Key Issues in Developing Commercial Credit Default Models (WP 2015-2)
This publication is a part of:
Collection: Economics Working Papers Archive
The stress testing mandated by the Dodd-Frank Wall Street Reform and Consumer Protection Act has reinforced the ongoing development of quantitative models banks use to project expected losses. Banks have faced challenges in developing those models because of limitations on the data available, including incomplete information about obligors and the limited duration of the obligor data. Within the context of such limitations, this paper discusses key issues that can arise while developing commercial credit default models from obligor loan data. Such issues include organizing the data, selecting economic factors for the models, and then validating the models. This paper discusses why it is good practice to organize obligors by industry and rating categories. Organizing obligor data that way, though, requires deciding how granular to make industries and rate categories.
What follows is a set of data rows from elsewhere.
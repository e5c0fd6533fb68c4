//! [`RemoteStorageAdapter`]: the [`TypedStorage`] implementation backed by a
//! [`RemoteStore`].

use std::marker::PhantomData;
use std::sync::{Arc, Weak};

use async_trait::async_trait;
use serde_json::Value;
use tracing::{debug, warn};

use rook_registry::{DomainObject, Registry};
use rook_remote::{ChangeCallback, ChangeFuture, RemoteStore};
use rook_types::{Key, StorePath, Tag};

use crate::config::ClientConfig;
use crate::error::{ClientError, ClientResult};
use crate::listeners::{ListenerMultiplexer, SubscriptionId};
use crate::traits::{CollectionListener, TypedStorage, ValueListener};

/// Typed CRUD and change notification for one domain type `T`.
///
/// Every operation resolves `T`'s root path through the registry, so an
/// adapter for an unregistered type can be built but every call on it
/// fails with `Unregistered`.
pub struct RemoteStorageAdapter<T: DomainObject> {
    store: Arc<dyn RemoteStore>,
    registry: Arc<Registry>,
    config: ClientConfig,
    listeners: Arc<ListenerMultiplexer>,
    _marker: PhantomData<fn() -> T>,
}

impl<T: DomainObject> RemoteStorageAdapter<T> {
    /// Create an adapter with its own listener multiplexer.
    pub fn new(store: Arc<dyn RemoteStore>, registry: Arc<Registry>, config: ClientConfig) -> Self {
        let listeners = Arc::new(ListenerMultiplexer::new(Arc::clone(&store)));
        Self::with_listeners(store, registry, config, listeners)
    }

    /// Create an adapter sharing an existing multiplexer.
    pub fn with_listeners(
        store: Arc<dyn RemoteStore>,
        registry: Arc<Registry>,
        config: ClientConfig,
        listeners: Arc<ListenerMultiplexer>,
    ) -> Self {
        Self {
            store,
            registry,
            config,
            listeners,
            _marker: PhantomData,
        }
    }

    pub fn listeners(&self) -> &ListenerMultiplexer {
        &self.listeners
    }

    /// `namespace/root_path` for `T`.
    fn root(&self) -> ClientResult<StorePath> {
        let root = self.registry.root_path::<T>()?;
        Ok(self.config.namespace_path()?.join(root.as_path()))
    }

    fn record_path(&self, key: &Key) -> ClientResult<StorePath> {
        Ok(self.root()?.child(key))
    }

    fn not_found(key: &Key) -> ClientError {
        ClientError::NotFound {
            domain_type: T::DOMAIN_TYPE,
            key: key.clone(),
        }
    }

    async fn convert(&self, value: Value) -> ClientResult<T> {
        Ok(self.registry.convert_to_domain::<T>(value).await?)
    }

    /// Convert every child of a collection node, in key order.
    async fn convert_collection(
        registry: &Registry,
        root: &StorePath,
        node: Option<Value>,
    ) -> ClientResult<Vec<T>> {
        let children = match node {
            None => return Ok(Vec::new()),
            Some(Value::Object(children)) => children,
            Some(_) => {
                return Err(ClientError::MalformedCollection { path: root.clone() });
            }
        };

        let mut values = Vec::with_capacity(children.len());
        for (_, child) in children {
            values.push(registry.convert_to_domain::<T>(child).await?);
        }
        Ok(values)
    }

    /// Store callback feeding a keyed listener.
    fn value_callback(
        &self,
        key: &Key,
        tag: &Tag,
        id: SubscriptionId,
        callback: ValueListener<T>,
    ) -> ChangeCallback {
        let registry = Arc::clone(&self.registry);
        let listeners: Weak<ListenerMultiplexer> = Arc::downgrade(&self.listeners);
        let detach_on_remove = self.config.detach_listeners_on_remove;
        let key = key.clone();
        let tag = tag.clone();

        Arc::new(move |value: Option<Value>| -> ChangeFuture {
            let registry = Arc::clone(&registry);
            let listeners = listeners.clone();
            let callback = Arc::clone(&callback);
            let key = key.clone();
            let tag = tag.clone();
            Box::pin(async move {
                match value {
                    Some(value) => match registry.convert_to_domain::<T>(value).await {
                        Ok(domain) => callback(domain),
                        Err(e) => {
                            warn!(%key, %tag, error = %e, "dropping undecodable change");
                        }
                    },
                    None if detach_on_remove => {
                        let Some(listeners) = listeners.upgrade() else {
                            return;
                        };
                        if let Err(e) = listeners.detach_if_current(&key, &tag, id).await {
                            warn!(%key, %tag, error = %e, "failed to detach listener of removed record");
                        }
                    }
                    None => {}
                }
            })
        })
    }

    /// Store callback feeding a collection listener.
    fn collection_callback(
        &self,
        root: StorePath,
        tag: &Tag,
        callback: CollectionListener<T>,
    ) -> ChangeCallback {
        let registry = Arc::clone(&self.registry);
        let tag = tag.clone();

        Arc::new(move |node: Option<Value>| -> ChangeFuture {
            let registry = Arc::clone(&registry);
            let callback = Arc::clone(&callback);
            let root = root.clone();
            let tag = tag.clone();
            Box::pin(async move {
                match Self::convert_collection(&registry, &root, node).await {
                    Ok(values) => callback(values),
                    Err(e) => {
                        warn!(%root, %tag, error = %e, "dropping undecodable collection change");
                    }
                }
            })
        })
    }
}

#[async_trait]
impl<T: DomainObject> TypedStorage<T> for RemoteStorageAdapter<T> {
    async fn get_value(&self, key: &Key) -> ClientResult<T> {
        let path = self.record_path(key)?;
        let value = self
            .store
            .read(&path)
            .await?
            .ok_or_else(|| Self::not_found(key))?;
        self.convert(value).await
    }

    async fn get_values(&self, keys: &[Key]) -> ClientResult<Vec<T>> {
        let root = self.root()?;
        let paths: Vec<StorePath> = keys.iter().map(|k| root.child(k)).collect();
        let found = self.store.read_batch(&paths).await?;

        let mut present = Vec::with_capacity(found.len());
        for (key, value) in keys.iter().zip(found) {
            present.push(value.ok_or_else(|| Self::not_found(key))?);
        }

        let mut values = Vec::with_capacity(present.len());
        for value in present {
            values.push(self.convert(value).await?);
        }
        Ok(values)
    }

    async fn get_all_values(&self) -> ClientResult<Vec<T>> {
        let root = self.root()?;
        let node = self.store.read(&root).await?;
        Self::convert_collection(&self.registry, &root, node).await
    }

    async fn get_all_keys(&self) -> ClientResult<Vec<Key>> {
        let root = self.root()?;
        match self.store.read(&root).await? {
            None => Ok(Vec::new()),
            Some(Value::Object(children)) => children
                .keys()
                .map(|k| Key::new(k.as_str()).map_err(ClientError::from))
                .collect(),
            Some(_) => Err(ClientError::MalformedCollection { path: root }),
        }
    }

    async fn key_exists(&self, key: &Key) -> ClientResult<bool> {
        let path = self.record_path(key)?;
        Ok(self.store.exists(&path).await?)
    }

    async fn register_value(&self, value: &T) -> ClientResult<bool> {
        let key = value.key();
        let path = self.record_path(&key)?;
        let record = self.registry.encode(value)?;

        if !self.store.create_if_absent(&path, record.into_value()).await? {
            return Err(ClientError::AlreadyExists {
                domain_type: T::DOMAIN_TYPE,
                key,
            });
        }
        debug!(domain_type = T::DOMAIN_TYPE, %path, "record created");
        Ok(true)
    }

    async fn update_value(&self, value: &T) -> ClientResult<bool> {
        let key = value.key();
        let path = self.record_path(&key)?;
        let record = self.registry.encode(value)?;

        if !self.store.exists(&path).await? {
            return Err(Self::not_found(&key));
        }
        self.store.patch(&path, record.into_fields()).await?;
        debug!(domain_type = T::DOMAIN_TYPE, %path, "record updated");
        Ok(true)
    }

    async fn set_value(&self, value: &T) -> ClientResult<bool> {
        let path = self.record_path(&value.key())?;
        let record = self.registry.encode(value)?;
        self.store.write(&path, record.into_value()).await?;
        debug!(domain_type = T::DOMAIN_TYPE, %path, "record set");
        Ok(true)
    }

    async fn remove_value(&self, key: &Key) -> ClientResult<bool> {
        let path = self.record_path(key)?;
        let existed = self.store.delete(&path).await?;
        debug!(domain_type = T::DOMAIN_TYPE, %path, existed, "record removed");
        Ok(existed)
    }

    async fn add_on_change_listener(
        &self,
        key: &Key,
        tag: Tag,
        callback: ValueListener<T>,
    ) -> ClientResult<bool> {
        let path = self.record_path(key)?;
        if !self.store.exists(&path).await? {
            return Ok(false);
        }

        let id = self.listeners.next_id();
        let on_change = self.value_callback(key, &tag, id, callback);
        self.listeners
            .attach(id, key, &tag, path.clone(), on_change)
            .await?;

        // The record may have been removed between the check and the
        // subscribe, in which case no removal notification will follow.
        if !self.store.exists(&path).await? {
            self.listeners.detach_if_current(key, &tag, id).await?;
            debug!(domain_type = T::DOMAIN_TYPE, %path, %tag, "record vanished while attaching");
            return Ok(false);
        }
        Ok(true)
    }

    async fn add_on_collection_change_listener(
        &self,
        tag: Tag,
        callback: CollectionListener<T>,
    ) -> ClientResult<bool> {
        let root = self.root()?;
        let id = self.listeners.next_id();
        let on_change = self.collection_callback(root.clone(), &tag, callback);
        self.listeners
            .attach_collection(id, &tag, root, on_change)
            .await?;
        Ok(true)
    }

    async fn delete_on_change_listener(&self, key: &Key, tag: &Tag) -> ClientResult<bool> {
        self.registry.root_path::<T>()?;
        self.listeners.detach(key, tag).await
    }

    async fn delete_on_collection_change_listener(&self, tag: &Tag) -> ClientResult<bool> {
        self.registry.root_path::<T>()?;
        self.listeners.detach_collection(tag).await
    }

    async fn delete_all_on_change_listeners(&self, key: &Key) -> ClientResult<bool> {
        self.registry.root_path::<T>()?;
        self.listeners.detach_all(key).await
    }

    async fn delete_all_on_collection_change_listeners(&self) -> ClientResult<bool> {
        self.registry.root_path::<T>()?;
        self.listeners.detach_all_collection().await
    }
}

impl<T: DomainObject> std::fmt::Debug for RemoteStorageAdapter<T> {
    fn fmt(&self, f: &mut std::fmt::Formatter<'_>) -> std::fmt::Result {
        f.debug_struct("RemoteStorageAdapter")
            .field("domain_type", &T::DOMAIN_TYPE)
            .field("config", &self.config)
            .field("listeners", &self.listeners)
            .finish()
    }
}
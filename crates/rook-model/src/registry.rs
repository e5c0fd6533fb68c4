//! The explicit registry table for the game model.

use tracing::debug;

use rook_registry::{Registry, RegistryResult};

use crate::lobby::Lobby;
use crate::user::User;

/// Build the registry seeding every game domain type at its default root.
pub fn game_registry() -> RegistryResult<Registry> {
    let registry = Registry::builder()
        .register::<User>()?
        .register::<Lobby>()?
        .build();
    debug!(types = registry.len(), "game registry built");
    Ok(registry)
}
The paper illustrates one way of reducing the granularity of risk rating states. Another challenge in data organization discussed here is selecting the temporal frequency. After the data are organized, model development follows, and, in particular, selecting the appropriate economic factors for the models. The paper discusses the current approach some banks use as well as an alternative that is data dependent. Regardless of approach, the models developed need validation. That is because models developed for projecting defaults can fit the data used to develop them very well, but projections by them may not fit new realizations of the data very well. A good approach to model validation is to see how well the models perform "out-of-sample" on data realizations from a time period not used in their development.